Equiano is obviously a bright young man as he easily acquires the languages of the different African nations with which he comes into contact on his transportation after the chieftain sells him. Regarding this transportaion, he writes,
I must acknowledge, in honor of those sable destroyers of human rights, that I never met with any ill-treatment or saw any offered to their slaves except tying them, when necessary....
Further, Equiano is delighted when he is reunited with his sister, and when the captors realized this relationship, they "indulged us to be together." However, she is later taken from him and he suffers "anxiety after her fate." Later on, though, he is sold to a merchant whose wife seats him at the table with the family.
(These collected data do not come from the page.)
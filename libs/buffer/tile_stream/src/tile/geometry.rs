// This file is part of Nitrogen.
//
// Nitrogen is free software: you can redistribute it and/or modify
// it under the terms of the GNU General Public License as published by
// the Free Software Foundation, either version 3 of the License, or
// (at your option) any later version.
//
// Nitrogen is distributed in the hope that it will be useful,
// but WITHOUT ANY WARRANTY; without even the implied warranty of
// MERCHANTABILITY or FITNESS FOR A PARTICULAR PURPOSE.  See the
// GNU General Public License for more details.
//
// You should have received a copy of the GNU General Public License
// along with Nitrogen.  If not, see <http://www.gnu.org/licenses/>.
//! The fixed tile grid: vertex placement and the crack-filling index variants.

use crate::gpu::TileVertex;
use geometry::Sphere;
use nalgebra::{Point3, Vector3};

/// Cells along each edge of a tile.
pub const GRID_SUBDIVISIONS: usize = 32;

/// Vertices along each edge of a tile.
pub const GRID_VERTICES: usize = GRID_SUBDIVISIONS + 1;

pub const GRID_VERTEX_COUNT: usize = GRID_VERTICES * GRID_VERTICES;

/// Each partition covers one quarter of the tile, in grid order: top-left,
/// top-right, bottom-left, bottom-right.
pub const PARTS: usize = 4;

// Accommodation bits, one per grid edge. A set bit means the neighbour across
// that edge is coarser (or missing), so the edge must skip its odd vertices.
pub const EDGE_BOTTOM: u8 = 1;
pub const EDGE_RIGHT: u8 = 2;
pub const EDGE_TOP: u8 = 4;
pub const EDGE_LEFT: u8 = 8;
pub const ALL_EDGES: u8 = EDGE_BOTTOM | EDGE_RIGHT | EDGE_TOP | EDGE_LEFT;

pub fn grid_index(row: usize, col: usize) -> u16 {
    (row * GRID_VERTICES + col) as u16
}

/// Fractional tile position of a grid vertex: u runs along x, v along rows.
pub fn grid_uv(row: usize, col: usize) -> (f64, f64) {
    (
        col as f64 / GRID_SUBDIVISIONS as f64,
        row as f64 / GRID_SUBDIVISIONS as f64,
    )
}

/// The grid part that a grid cell falls into.
pub fn part_of_cell(row: usize, col: usize) -> usize {
    let half = GRID_SUBDIVISIONS / 2;
    (row / half) * 2 + col / half
}

/// Build the four partition index lists for an accommodation mask.
///
/// The grid is triangulated in 2x2 cell blocks, each as an eight triangle fan
/// around the block center. A block side on an accommodated tile edge drops
/// its midpoint from the fan so that the edge only uses even vertices, which
/// are exactly the vertices of the coarser neighbour.
pub fn partition_indices(mask: u8) -> [Vec<u16>; PARTS] {
    let mut parts: [Vec<u16>; PARTS] = Default::default();
    let last = GRID_SUBDIVISIONS;
    for block_row in 0..GRID_SUBDIVISIONS / 2 {
        for block_col in 0..GRID_SUBDIVISIONS / 2 {
            let r = block_row * 2;
            let c = block_col * 2;
            let center = grid_index(r + 1, c + 1);

            let skip_top = r == 0 && mask & EDGE_TOP != 0;
            let skip_right = c + 2 == last && mask & EDGE_RIGHT != 0;
            let skip_bottom = r + 2 == last && mask & EDGE_BOTTOM != 0;
            let skip_left = c == 0 && mask & EDGE_LEFT != 0;

            // Clockwise ring in grid space, starting at the top-left corner.
            let mut ring = Vec::with_capacity(8);
            ring.push(grid_index(r, c));
            if !skip_top {
                ring.push(grid_index(r, c + 1));
            }
            ring.push(grid_index(r, c + 2));
            if !skip_right {
                ring.push(grid_index(r + 1, c + 2));
            }
            ring.push(grid_index(r + 2, c + 2));
            if !skip_bottom {
                ring.push(grid_index(r + 2, c + 1));
            }
            ring.push(grid_index(r + 2, c));
            if !skip_left {
                ring.push(grid_index(r + 1, c));
            }

            let part = &mut parts[part_of_cell(r, c)];
            for i in 0..ring.len() {
                part.push(center);
                part.push(ring[i]);
                part.push(ring[(i + 1) % ring.len()]);
            }
        }
    }
    parts
}

/// Positions for every grid vertex, not yet made relative to a local center.
pub struct GridPoints {
    pub points: Vec<Point3<f64>>,
}

impl GridPoints {
    pub fn build<F>(mut place: F) -> Self
    where
        F: FnMut(usize, usize, f64, f64) -> Point3<f64>,
    {
        let mut points = Vec::with_capacity(GRID_VERTEX_COUNT);
        for row in 0..GRID_VERTICES {
            for col in 0..GRID_VERTICES {
                let (u, v) = grid_uv(row, col);
                points.push(place(row, col, u, v));
            }
        }
        Self { points }
    }

    pub fn at(&self, row: usize, col: usize) -> &Point3<f64> {
        &self.points[row * GRID_VERTICES + col]
    }

    /// Top-left, top-right, bottom-right, bottom-left.
    pub fn corners(&self) -> [Point3<f64>; 4] {
        let last = GRID_SUBDIVISIONS;
        [
            *self.at(0, 0),
            *self.at(0, last),
            *self.at(last, last),
            *self.at(last, 0),
        ]
    }

    pub fn bounding_sphere(&self) -> Sphere {
        Sphere::enclosing(&self.corners())
    }

    /// Vertices relative to `center`, with normals pointing away from the
    /// body's origin (or toward it for inside-out panoramas).
    pub fn to_vertices(&self, center: &Point3<f64>, inside_out: bool) -> Vec<TileVertex> {
        let mut vertices = Vec::with_capacity(self.points.len());
        for row in 0..GRID_VERTICES {
            for col in 0..GRID_VERTICES {
                let p = self.at(row, col);
                let rel = p - center;
                let mut n = p
                    .coords
                    .try_normalize(f64::EPSILON)
                    .unwrap_or_else(Vector3::zeros);
                if inside_out {
                    n = -n;
                }
                let (u, v) = grid_uv(row, col);
                vertices.push(TileVertex {
                    position: [rel.x as f32, rel.y as f32, rel.z as f32],
                    normal: [n.x as f32, n.y as f32, n.z as f32],
                    tex_coord: [u as f32, v as f32],
                });
            }
        }
        vertices
    }
}

#[cfg(test)]
mod tests {
    use super::*;
    use std::collections::HashSet;

    fn triangle_count(parts: &[Vec<u16>; PARTS]) -> usize {
        parts.iter().map(|p| p.len() / 3).sum()
    }

    fn used_vertices(parts: &[Vec<u16>; PARTS]) -> HashSet<u16> {
        parts.iter().flatten().copied().collect()
    }

    #[test]
    fn test_full_grid_triangle_count() {
        let parts = partition_indices(0);
        assert_eq!(triangle_count(&parts), GRID_SUBDIVISIONS * GRID_SUBDIVISIONS * 2);
        for part in &parts {
            assert_eq!(part.len() / 3, GRID_SUBDIVISIONS * GRID_SUBDIVISIONS / 2);
        }
        assert_eq!(used_vertices(&parts).len(), GRID_VERTEX_COUNT);
    }

    #[test]
    fn test_accommodated_edges_skip_odd_vertices() {
        let parts = partition_indices(EDGE_BOTTOM | EDGE_LEFT);
        let used = used_vertices(&parts);
        let last = GRID_SUBDIVISIONS;
        for i in 0..GRID_VERTICES {
            let bottom = grid_index(last, i);
            let left = grid_index(i, 0);
            let top = grid_index(0, i);
            assert_eq!(used.contains(&bottom), i % 2 == 0);
            assert_eq!(used.contains(&left), i % 2 == 0);
            assert!(used.contains(&top));
        }
        // One fewer triangle per block along each accommodated edge.
        assert_eq!(
            triangle_count(&parts),
            GRID_SUBDIVISIONS * GRID_SUBDIVISIONS * 2 - 2 * (GRID_SUBDIVISIONS / 2)
        );
    }

    #[test]
    fn test_all_variants_are_in_range() {
        for mask in 0..=ALL_EDGES {
            for part in partition_indices(mask).iter() {
                assert_eq!(part.len() % 3, 0);
                assert!(part.iter().all(|&i| (i as usize) < GRID_VERTEX_COUNT));
            }
        }
    }

    #[test]
    fn test_part_of_cell() {
        assert_eq!(part_of_cell(0, 0), 0);
        assert_eq!(part_of_cell(0, 31), 1);
        assert_eq!(part_of_cell(16, 0), 2);
        assert_eq!(part_of_cell(31, 16), 3);
    }

    #[test]
    fn test_grid_points_corners() {
        let grid = GridPoints::build(|_, _, u, v| Point3::new(u, v, 0f64));
        let corners = grid.corners();
        assert_eq!(corners[0], Point3::new(0f64, 0f64, 0f64));
        assert_eq!(corners[1], Point3::new(1f64, 0f64, 0f64));
        assert_eq!(corners[2], Point3::new(1f64, 1f64, 0f64));
        assert_eq!(corners[3], Point3::new(0f64, 1f64, 0f64));
        let vertices = grid.to_vertices(&Point3::new(0.5f64, 0.5f64, 0f64), false);
        assert_eq!(vertices.len(), GRID_VERTEX_COUNT);
        assert_eq!(vertices[0].position, [-0.5f32, -0.5f32, 0f32]);
        assert_eq!(vertices[GRID_VERTEX_COUNT - 1].tex_coord, [1f32, 1f32]);
    }
}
To his surprise, the "young gentleman" waits until he first tastes the food; in short, Equiano writes that this politeness makes him "forget that I was a slave." But one morning, he is subjected to such hardship and cruelty that he is filled with horror as he is hurried away to a slave ship. After fainting, he fears that he will be eaten by
...those white men with horrible looks, red faces, and loose hair...who act in so savage a manner.
Clearly, Equiano, a prince in his own land, feels himself superior to the raspcallion crew of the slave ship who by some "spell or magic" caused this strange vessel to move. When he is put under the deck Equiano is overcome by the stench there. In such inhumane confinement, many become sick from the lack of oxygen and bacteria and fall victim to the "improvident avarice" of the captors. Further, his opinion of their cruelty is heightened by their refusal to share any of the fish they catch with the slaves.
From these first 11 paragraphs, the reader infers that Equiano is very mannerly as he appreciates the polite treatment given him by the merchant and his family. He feels himself far more civilized than the crew of the slave ship, who are inhumane in their insensitivity to the basic needs of the captives.